Friday, July 29, 2005

It Whispers to Me

As I was saying yesterday, my initial impressions of Robert Redford’s The Horse Whisperer (1998) were pretty negative. The movie seemed too emotional, trying a bit too hard to make us break down and cry, and contained so many unnecessary scenes that consisted mainly of the beautiful Montana countryside.

So I was kind of dreading finishing the movie.

But then my wife commented that she thought the film was formulaic: a character is hurt and must overcome adversity, and we’ve seen that a million times, according to her. Yeah, she’s right. We have seen it a million times, because overcoming adversity is the basic story of all human life, or at least all human storytelling. So I couldn’t say that that generalization made the film formulaic. Every movie, novel, play, and short story follows that formula. In fact, the more I thought about it, the more I thought that this film was NOT formulaic.

As a side note, let me say, that is generally how my mind works. Someone like my wife (and it usually is my wife) says something, and I have to disagree with it. It’s in my nature to disagree with people’s assertions. I am argumentative, I know. But thinking about people’s assertions is what allows me to come up with my own ideas, you see? I tend to begin by disagreeing and then try to come up with why. It pisses people off, but it helps me understand things.

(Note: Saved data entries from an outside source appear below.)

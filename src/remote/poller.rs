// src/remote/poller.rs

use std::{
    sync::{Arc, Mutex, PoisonError},
    time::Duration,
};
use tokio::{
    sync::watch,
    task::JoinHandle,
    time::{self, Instant, MissedTickBehavior},
};
use tracing::{debug, error, info, instrument, warn};

use super::{ImportApi, ImportJob, JobStatus};
use crate::notify::{Level, Notification, Notifier};

pub const DEFAULT_POLL_INTERVAL: Duration = Duration::from_millis(2000);

/// How monitoring of one job ended.
#[derive(Debug, Clone, PartialEq)]
pub enum PollOutcome {
    Completed(ImportJob),
    Failed(ImportJob),
    Canceled(ImportJob),
    /// A status request failed; the job itself may still be running.
    PollError(String),
    /// Polling was stopped (or replaced) before a terminal status.
    Stopped,
}

struct ActivePoll {
    job_id: String,
    task: JoinHandle<()>,
    outcome: watch::Receiver<Option<PollOutcome>>,
}

/// Watches at most one server-side import job at a time.
///
/// Starting a new job aborts the previous poll task; dropping the poller
/// aborts the current one. Neither cancels a request already in flight
/// beyond dropping it at its next await point.
pub struct JobPoller {
    api: Arc<dyn ImportApi>,
    notifier: Arc<dyn Notifier>,
    interval: Duration,
    active: Option<ActivePoll>,
    last_completed: Arc<Mutex<Option<ImportJob>>>,
}

impl JobPoller {
    /// A zero `interval` falls back to `DEFAULT_POLL_INTERVAL`.
    pub fn new(api: Arc<dyn ImportApi>, notifier: Arc<dyn Notifier>, interval: Duration) -> Self {
        let interval = if interval.is_zero() {
            warn!("zero poll interval, using default");
            DEFAULT_POLL_INTERVAL
        } else {
            interval
        };
        Self {
            api,
            notifier,
            interval,
            active: None,
            last_completed: Arc::new(Mutex::new(None)),
        }
    }

    /// Begin polling `job_id`, replacing any running poll.
    pub fn start(&mut self, job_id: impl Into<String>) {
        self.stop();

        let job_id = job_id.into();
        let (tx, rx) = watch::channel(None);
        let task = tokio::spawn(poll_job(
            Arc::clone(&self.api),
            Arc::clone(&self.notifier),
            job_id.clone(),
            self.interval,
            tx,
            Arc::clone(&self.last_completed),
        ));
        info!(job = %job_id, interval_ms = self.interval.as_millis() as u64, "started polling");

        self.active = Some(ActivePoll {
            job_id,
            task,
            outcome: rx,
        });
    }

    /// Prevent any further ticks of the current poll.
    pub fn stop(&mut self) {
        if let Some(active) = self.active.take() {
            if !active.task.is_finished() {
                debug!(job = %active.job_id, "stopping poll");
            }
            active.task.abort();
        }
    }

    pub fn is_active(&self) -> bool {
        self.active
            .as_ref()
            .map_or(false, |active| !active.task.is_finished())
    }

    pub fn job_id(&self) -> Option<&str> {
        self.active.as_ref().map(|active| active.job_id.as_str())
    }

    /// Wait for the current poll to end. `Stopped` when there is none or it
    /// was aborted.
    pub async fn wait(&self) -> PollOutcome {
        let Some(active) = self.active.as_ref() else {
            return PollOutcome::Stopped;
        };
        let mut rx = active.outcome.clone();
        let outcome = match rx.wait_for(Option::is_some).await {
            Ok(value) => value.clone(),
            Err(_) => None,
        };
        outcome.unwrap_or(PollOutcome::Stopped)
    }

    /// The most recent job seen to complete, for refreshing local data.
    pub fn last_completed(&self) -> Option<ImportJob> {
        self.last_completed
            .lock()
            .unwrap_or_else(PoisonError::into_inner)
            .clone()
    }
}

impl Drop for JobPoller {
    fn drop(&mut self) {
        self.stop();
    }
}

fn completion_summary(job: &ImportJob) -> String {
    let mut msg = format!(
        "{} created, {} updated",
        job.created_records.unwrap_or(0),
        job.updated_records.unwrap_or(0)
    );
    if let Some(errors) = job.error_count.filter(|n| *n > 0) {
        msg.push_str(&format!(", {} errors", errors));
    }
    msg
}

#[instrument(level = "info", skip(api, notifier, period, tx, last_completed))]
async fn poll_job(
    api: Arc<dyn ImportApi>,
    notifier: Arc<dyn Notifier>,
    job_id: String,
    period: Duration,
    tx: watch::Sender<Option<PollOutcome>>,
    last_completed: Arc<Mutex<Option<ImportJob>>>,
) {
    let mut ticker = time::interval_at(Instant::now() + period, period);
    ticker.set_missed_tick_behavior(MissedTickBehavior::Delay);
    let mut furthest: Option<JobStatus> = None;

    loop {
        ticker.tick().await;

        let job = match api.status(&job_id).await {
            Ok(job) => job,
            Err(e) => {
                error!(error = %e, "status request failed, monitoring stopped");
                notifier.notify(Notification::new(
                    Level::Error,
                    "Import monitoring stopped",
                    format!("Could not check import job {}: {}", job_id, e),
                ));
                tx.send_replace(Some(PollOutcome::PollError(e.to_string())));
                return;
            }
        };

        debug!(
            status = %job.status,
            page = ?job.current_page,
            total_pages = ?job.total_pages,
            processed = ?job.processed_records,
            "poll tick"
        );

        if let Some(previous) = furthest {
            if job.status.is_behind(previous) {
                warn!(status = %job.status, previous = %previous, "ignoring backward status");
                continue;
            }
        }
        if job.status != JobStatus::Unknown {
            furthest = Some(job.status);
        }

        let outcome = match job.status {
            JobStatus::Completed => {
                info!("import job completed");
                notifier.notify(Notification::new(
                    Level::Success,
                    "Import completed",
                    completion_summary(&job),
                ));
                *last_completed.lock().unwrap_or_else(PoisonError::into_inner) = Some(job.clone());
                PollOutcome::Completed(job)
            }
            JobStatus::Failed => {
                let reason = job
                    .error_message
                    .clone()
                    .unwrap_or_else(|| "unknown error".to_string());
                warn!(reason = %reason, "import job failed");
                notifier.notify(Notification::new(
                    Level::Error,
                    "Import failed",
                    reason,
                ));
                PollOutcome::Failed(job)
            }
            JobStatus::Canceled => {
                info!("import job canceled");
                notifier.notify(Notification::new(
                    Level::Warning,
                    "Import canceled",
                    job.error_message
                        .clone()
                        .unwrap_or_else(|| "The import was canceled".to_string()),
                ));
                PollOutcome::Canceled(job)
            }
            JobStatus::Queued | JobStatus::Processing | JobStatus::Unknown => continue,
        };

        tx.send_replace(Some(outcome));
        return;
    }
}

#[cfg(test)]
mod tests {
    use super::*;
    use crate::notify::MemoryNotifier;
    use crate::remote::testing::{ScriptedApi, Tick};

    fn poller(api: &Arc<ScriptedApi>, notifier: &Arc<MemoryNotifier>) -> JobPoller {
        JobPoller::new(
            Arc::clone(api) as Arc<dyn ImportApi>,
            Arc::clone(notifier) as Arc<dyn Notifier>,
            DEFAULT_POLL_INTERVAL,
        )
    }

    #[tokio::test(start_paused = true)]
    async fn test_stops_after_completed() {
        let api = Arc::new(ScriptedApi::with_ticks(vec![
            Tick::Status(JobStatus::Queued),
            Tick::Status(JobStatus::Processing),
            Tick::Job(ImportJob {
                created_records: Some(7),
                updated_records: Some(2),
                ..ImportJob::with_status(JobStatus::Completed)
            }),
        ]));
        let notifier = Arc::new(MemoryNotifier::new());
        let mut p = poller(&api, &notifier);

        p.start("job-1");
        let outcome = p.wait().await;
        assert!(matches!(outcome, PollOutcome::Completed(_)));
        assert_eq!(api.polled().len(), 3);

        time::sleep(Duration::from_secs(20)).await;
        assert_eq!(api.polled().len(), 3);
        assert!(!p.is_active());

        let note = notifier.last().unwrap();
        assert_eq!(note.level, Level::Success);
        assert_eq!(note.message, "7 created, 2 updated");
        assert_eq!(p.last_completed().and_then(|j| j.created_records), Some(7));
    }

    #[tokio::test(start_paused = true)]
    async fn test_first_poll_waits_one_interval() {
        let api = Arc::new(ScriptedApi::new());
        let notifier = Arc::new(MemoryNotifier::new());
        let mut p = poller(&api, &notifier);

        p.start("job-1");
        time::sleep(Duration::from_millis(1900)).await;
        assert!(api.polled().is_empty());
        time::sleep(Duration::from_millis(200)).await;
        assert_eq!(api.polled(), vec!["job-1"]);
    }

    #[tokio::test(start_paused = true)]
    async fn test_failed_job_reports_server_message() {
        let api = Arc::new(ScriptedApi::with_ticks(vec![Tick::Job(ImportJob {
            error_message: Some("PMS unavailable".into()),
            ..ImportJob::with_status(JobStatus::Failed)
        })]));
        let notifier = Arc::new(MemoryNotifier::new());
        let mut p = poller(&api, &notifier);

        p.start("job-2");
        assert!(matches!(p.wait().await, PollOutcome::Failed(_)));
        let note = notifier.last().unwrap();
        assert_eq!(note.level, Level::Error);
        assert_eq!(note.message, "PMS unavailable");
        assert!(p.last_completed().is_none());
    }

    #[tokio::test(start_paused = true)]
    async fn test_canceled_job_stops_polling() {
        let api = Arc::new(ScriptedApi::with_ticks(vec![
            Tick::Status(JobStatus::Processing),
            Tick::Status(JobStatus::Canceled),
        ]));
        let notifier = Arc::new(MemoryNotifier::new());
        let mut p = poller(&api, &notifier);

        p.start("job-3");
        assert!(matches!(p.wait().await, PollOutcome::Canceled(_)));
        time::sleep(Duration::from_secs(10)).await;
        assert_eq!(api.polled().len(), 2);
        assert_eq!(notifier.last().unwrap().level, Level::Warning);
    }

    #[tokio::test(start_paused = true)]
    async fn test_transport_error_ends_monitoring() {
        let api = Arc::new(ScriptedApi::with_ticks(vec![
            Tick::Status(JobStatus::Processing),
            Tick::TransportError("connection reset"),
            Tick::Status(JobStatus::Completed),
        ]));
        let notifier = Arc::new(MemoryNotifier::new());
        let mut p = poller(&api, &notifier);

        p.start("job-4");
        match p.wait().await {
            PollOutcome::PollError(msg) => assert!(msg.contains("connection reset")),
            other => panic!("expected poll error, got {other:?}"),
        }
        time::sleep(Duration::from_secs(10)).await;
        assert_eq!(api.polled().len(), 2);
        let note = notifier.last().unwrap();
        assert_eq!(note.title, "Import monitoring stopped");
    }

    #[tokio::test(start_paused = true)]
    async fn test_only_latest_job_is_polled() {
        let api = Arc::new(ScriptedApi::new());
        let notifier = Arc::new(MemoryNotifier::new());
        let mut p = poller(&api, &notifier);

        p.start("first");
        p.start("second");
        time::sleep(Duration::from_millis(6100)).await;

        assert_eq!(api.polled(), vec!["second", "second", "second"]);
        assert!(p.is_active());
        assert_eq!(p.job_id(), Some("second"));
    }

    #[tokio::test(start_paused = true)]
    async fn test_restart_mid_poll_replaces_timer() {
        let api = Arc::new(ScriptedApi::new());
        let notifier = Arc::new(MemoryNotifier::new());
        let mut p = poller(&api, &notifier);

        p.start("first");
        time::sleep(Duration::from_millis(4100)).await;
        p.start("second");
        time::sleep(Duration::from_millis(4100)).await;

        assert_eq!(api.polled(), vec!["first", "first", "second", "second"]);
    }

    #[tokio::test(start_paused = true)]
    async fn test_stop_prevents_further_ticks() {
        let api = Arc::new(ScriptedApi::new());
        let notifier = Arc::new(MemoryNotifier::new());
        let mut p = poller(&api, &notifier);

        p.start("job-5");
        time::sleep(Duration::from_millis(2500)).await;
        p.stop();
        time::sleep(Duration::from_secs(10)).await;

        assert_eq!(api.polled().len(), 1);
        assert!(!p.is_active());
        assert_eq!(p.wait().await, PollOutcome::Stopped);
    }

    #[tokio::test(start_paused = true)]
    async fn test_drop_clears_timer() {
        let api = Arc::new(ScriptedApi::new());
        let notifier = Arc::new(MemoryNotifier::new());
        {
            let mut p = poller(&api, &notifier);
            p.start("job-6");
        }
        time::sleep(Duration::from_secs(10)).await;
        assert!(api.polled().is_empty());
    }

    #[tokio::test(start_paused = true)]
    async fn test_backward_and_unknown_statuses_keep_polling() {
        let api = Arc::new(ScriptedApi::with_ticks(vec![
            Tick::Status(JobStatus::Processing),
            Tick::Status(JobStatus::Queued),
            Tick::Status(JobStatus::Unknown),
            Tick::Status(JobStatus::Completed),
        ]));
        let notifier = Arc::new(MemoryNotifier::new());
        let mut p = poller(&api, &notifier);

        p.start("job-7");
        assert!(matches!(p.wait().await, PollOutcome::Completed(_)));
        assert_eq!(api.polled().len(), 4);
    }

    #[tokio::test(start_paused = true)]
    async fn test_zero_interval_uses_default() {
        let api = Arc::new(ScriptedApi::new());
        let notifier = Arc::new(MemoryNotifier::new());
        let mut p = JobPoller::new(
            Arc::clone(&api) as Arc<dyn ImportApi>,
            Arc::clone(&notifier) as Arc<dyn Notifier>,
            Duration::ZERO,
        );
        p.start("z");

        time::sleep(Duration::from_millis(1900)).await;
        assert!(api.polled().is_empty());
        time::sleep(Duration::from_millis(200)).await;
        assert_eq!(api.polled(), vec!["z"]);
        p.stop();
    }
}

So the plot of The Horse Whisperer, I decided, was completely non-formulaic. It isn’t just about a person overcoming adversity. Where does the horse fit into that? So I thought that maybe we see the horse overcome adversity, as well, but Redford doesn’t try to get into the horse’s thoughts. Sometimes he shows us what the horse sees, but it’s almost always just a blurred shot of Scarlett Johanson. The horse is important to the story, but it’s not really a character. I even began to see that Scarlett Johanson’s character isn’t the main focus. Nope, it’s Kristen Scott Thomas, who I had not seen since The English Patient (1996).

And this person has no adversity, at least not outwardly! She’s a highly successful writer (yea!) who has everything, except, well, a good relationship with her daughter and husband. The entire film seems to boil down to her making choices about ways to make her life more complete. Yes, she has everything, but she eventually realizes that she has nothing (yeah, yeah), and so she has to choose between going back to her life in New York or staying on a ranch in Montana.

It's an idea that could so easily fail miserably. Put a little too much emotion into this part, make it too obvious, and I would hate it. But the emotion I talked about earlier isn't about Thomas--it's about Johanson.

The film doesn’t hit us over the head with Thomas's plight, and I appreciated that. While it’s not exactly subtle, it’s not boneheaded, either. Scarlett Johanson’s accident becomes a catalyst for the end of Thomas’s character’s life as she knew it. As she struggles to help her daughter, she eventually learns who she is and what she wants from life. Could be terrible, yes, but the film's strangeness works.

The horse, for example, is a really odd element. It becomes a metaphor, I think, for the scarring of the people. Yes, it’s traumatized, just like Thomas, Johanson, and Redford are all scarred and must make choices. Redford even goes to the horse and tells it something like, “you have something to do tomorrow.” That’s the day before it “chooses” whether to be well or not. People keep asking Redford, “when will Pilgrim [the horse] be better,” and he always replies, “That’s really up to Pilgrim.”

Yeah, that’s right, Mr. Redford. We make choices about “overcoming our adversity.” Sometimes we don’t even know we have adversity, and we just feel miserable. Redford gets it right when he says it’s up to us to choose when we’re ready to be happy. I don’t want to get into any complex psychological theories about depression, and I don’t think this film tries to do that. It ends up making a profound statement, however, about how one deals with tragedy.

And I appreciated the way it did it. Sure, it was a bit too emotionally tugging, but it turned out to be pretty good, after all.

Grade: 7 out of 10. Definitely fresh.